Monday, August 14, 2006

Tightening Up

To anyone reading my blog with any frequency, I may appear just doggone flighty. I keep coming up with reasons and ways to change my manuscript that, by anyone else's standards, should be done by now. For instance, yesterday I happened to glance over the scoresheets for an RWA chapter-sponsored contest. You know, just to see how my manuscript MIGHT measure up if I were to be so bold as to enter another one. What I found was that I'm not actually making my heroine's goal very clear. Besides that, her inner conflict isn't obvious in the first, probably 30-40 pages. So, back I go.

Add to that the fact that I keep reading these short, tightly written books that I really love. I keep thinking, 'I want to do that!'. I'm more of a rambler, with side commentary, anecdotes, long descriptions, you name it. And I think that while that sort of style lends itself to historicals, it doesn't seem all that common in contemporary novels today.

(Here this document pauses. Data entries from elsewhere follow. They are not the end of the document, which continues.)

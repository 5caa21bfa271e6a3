//! Game flow on top of the core rules.
//!
//! - [`GameSession`] - A seeded game: board, statistics, status, and random stream
//! - [`GameStats`] - Score, move count, and highest tile
//! - [`GameSeed`] - Seed for deterministic random streams
//!
//! # Game Flow
//!
//! 1. Create a [`GameSession`] from a seed (two tiles are spawned)
//! 2. Play a [`Direction`](crate::Direction); no-op moves are ignored
//! 3. After each valid move one tile is spawned and the status is re-classified
//! 4. Repeat until [`GameStatus::Won`](crate::GameStatus::Won) or
//!    [`GameStatus::Lost`](crate::GameStatus::Lost)
//!
//! # Example
//!
//! ```
//! use sarsa2048_engine::{Direction, GameSeed, GameSession};
//!
//! let mut session = GameSession::new(GameSeed::from(42));
//! for dir in Direction::ALL.into_iter().cycle().take(100) {
//!     if session.status().is_terminal() {
//!         break;
//!     }
//!     session.play_move(dir).unwrap();
//! }
//! println!("score: {}", session.stats().score());
//! ```

pub use self::{game_seed::*, game_session::*, game_stats::*};

mod game_seed;
mod game_session;
mod game_stats;
//! Learning and evaluating linear 2048 agents.
//!
//! - [`sarsa`] - Episodic semi-gradient Sarsa ([`sarsa::SarsaAgent`]) and its parameters
//! - [`training_log`] - Per-episode statistics, exportable as CSV
//! - [`weights`] - Weight vector initialization, updates and flat-text persistence
//! - [`benchmark`] - Parallel greedy playouts of a frozen weight vector
//!
//! # Architecture
//!
//! ```text
//! SarsaAgent (owns weights, runs episodes)
//!     ↓ lends &[f64] to
//! Policy + ActionValue (sarsa2048-evaluator)
//!     ↓ query
//! Environment (sarsa2048-evaluator)
//!     ↓ built on
//! Board / StateId (sarsa2048-engine)
//! ```
//!
//! Training is single-threaded: the agent is the only writer of its weights. Only
//! [`benchmark::play_greedy_games`] runs in parallel, over weights that no longer change.
//!
//! # Example
//!
//! ```no_run
//! use rand::SeedableRng as _;
//! use rand_pcg::Pcg32;
//! use sarsa2048_evaluator::{
//!     board_feature::FeatureSet, environment::Game2048Env, feature_extractor::FeatureExtractor,
//! };
//! use sarsa2048_training::sarsa::{SarsaAgent, SarsaParams};
//!
//! let env = Game2048Env::new(FeatureExtractor::from_set(FeatureSet::Moments));
//! let mut rng = Pcg32::seed_from_u64(0);
//! let mut agent = SarsaAgent::new(env, SarsaParams::default(), &mut rng)?;
//! let report = agent.train(&mut rng)?;
//! println!("{} episodes, converged: {}", report.episodes, report.converged);
//! # Ok::<(), sarsa2048_training::TrainingError>(())
//! ```

use sarsa2048_evaluator::{
    EvaluationError, action_value::ConfigurationError, environment::EnvironmentError,
    policy::PolicyError,
};

pub mod benchmark;
pub mod sarsa;
pub mod training_log;
pub mod weights;

#[derive(Debug, Clone, Copy, PartialEq, derive_more::Display, derive_more::Error, derive_more::From)]
pub enum TrainingError {
    #[display("{_0}")]
    Evaluation(EvaluationError),
    #[display("invalid weight initialization: {_0}")]
    WeightInit(weights::InvalidSigmaError),
}

impl From<EnvironmentError> for TrainingError {
    fn from(err: EnvironmentError) -> Self {
        Self::Evaluation(err.into())
    }
}

impl From<ConfigurationError> for TrainingError {
    fn from(err: ConfigurationError) -> Self {
        Self::Evaluation(err.into())
    }
}

impl From<PolicyError> for TrainingError {
    fn from(err: PolicyError) -> Self {
        Self::Evaluation(err.into())
    }
}
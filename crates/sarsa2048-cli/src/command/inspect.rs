use anyhow::Context;

use sarsa2048_engine::{BOARD_SIZE, Board, CELL_COUNT, Direction, StateId};
use sarsa2048_evaluator::{board_feature::FeatureSet, feature_extractor::FeatureExtractor};

#[derive(Debug, Clone, clap::Args)]
pub(crate) struct InspectArg {
    /// Board cells in row-major order, comma-separated (0 = empty)
    #[arg(long, value_delimiter = ',', required_unless_present = "state_id")]
    board: Option<Vec<u32>>,
    /// Base-11 state identifier
    #[arg(long, conflicts_with = "board")]
    state_id: Option<u64>,
    /// Feature set to evaluate
    #[arg(long, default_value = "full")]
    features: FeatureSet,
}

fn board_from_cells(cells: &[u32]) -> anyhow::Result<Board> {
    anyhow::ensure!(
        cells.len() == CELL_COUNT,
        "expected {CELL_COUNT} cells, got {}",
        cells.len()
    );
    let mut rows = [[0; BOARD_SIZE]; BOARD_SIZE];
    for (row, chunk) in rows.iter_mut().zip(cells.chunks(BOARD_SIZE)) {
        row.copy_from_slice(chunk);
    }
    Ok(Board::from_rows(rows))
}

pub(crate) fn run(arg: &InspectArg) -> anyhow::Result<()> {
    let board = match (&arg.board, arg.state_id) {
        (Some(cells), _) => board_from_cells(cells)?,
        (None, Some(id)) => Board::try_from(StateId::new(id))
            .with_context(|| format!("Cannot decode state id {id}"))?,
        (None, None) => anyhow::bail!("Either --board or --state-id is required"),
    };
    let state_id = board.to_state_id().context("Board cannot be encoded")?;

    println!("{board}");
    println!("Status:   {:?}", board.status());
    println!("State id: {state_id}");
    if state_id.is_win() {
        return Ok(());
    }

    let extractor = FeatureExtractor::from_set(arg.features);
    let ids = extractor.ids();
    let width = ids.iter().map(String::len).max().unwrap_or(0);
    for direction in Direction::ALL {
        let changed = board.can_move(direction);
        println!();
        println!("{direction}{}", if changed { "" } else { " (no-op)" });
        for (id, value) in ids.iter().zip(extractor.extract(&board, Some(direction))) {
            println!("  {id:<width$} {value:>14.4}");
        }
    }

    Ok(())
}

#[cfg(test)]
mod tests {
    use super::*;

    #[test]
    fn test_board_from_cells() {
        let mut cells = [0; CELL_COUNT];
        cells[1] = 2;
        cells[15] = 1024;
        let board = board_from_cells(&cells).unwrap();
        assert_eq!(board.get(0, 1), 2);
        assert_eq!(board.get(3, 3), 1024);
        assert!(board_from_cells(&cells[..15]).is_err());
    }
}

I should start counting the number of drafts chapter one has sustained...and there's no end in sight.

4 comments:

kathrynoh said...

The good thing is that at the end of the day, the reader doesn't know how many drafts you've written just want they hold in their hands - so long as that shines!

Amanda Brice said...

I was so convinced that 2 years was completely normal for a draft of a novel but then people were telling me how they write stuff in a couple of months. Blows my mind. Honestly, you need to write at your own pace, not anyone else's. If that requires multiple drafts and lots of downtime revising, so be it.

Alyssa Goodnight said...

Part of my trouble is that people keep asking me when the book is going to be finished. I'm actually a little embarrassed to have to keep saying that no, it's still not ready. Not even a full first draft is done. Sure I have a lot of pages, but they need to be scaled back, and I need to tack on an ending.
Maybe I should set a goal...but then I'd have to meet it.

Sara Hantz said...

Amanda, you're so right. Everyone of us does it differently. And it's pointless comparing ourselves with others.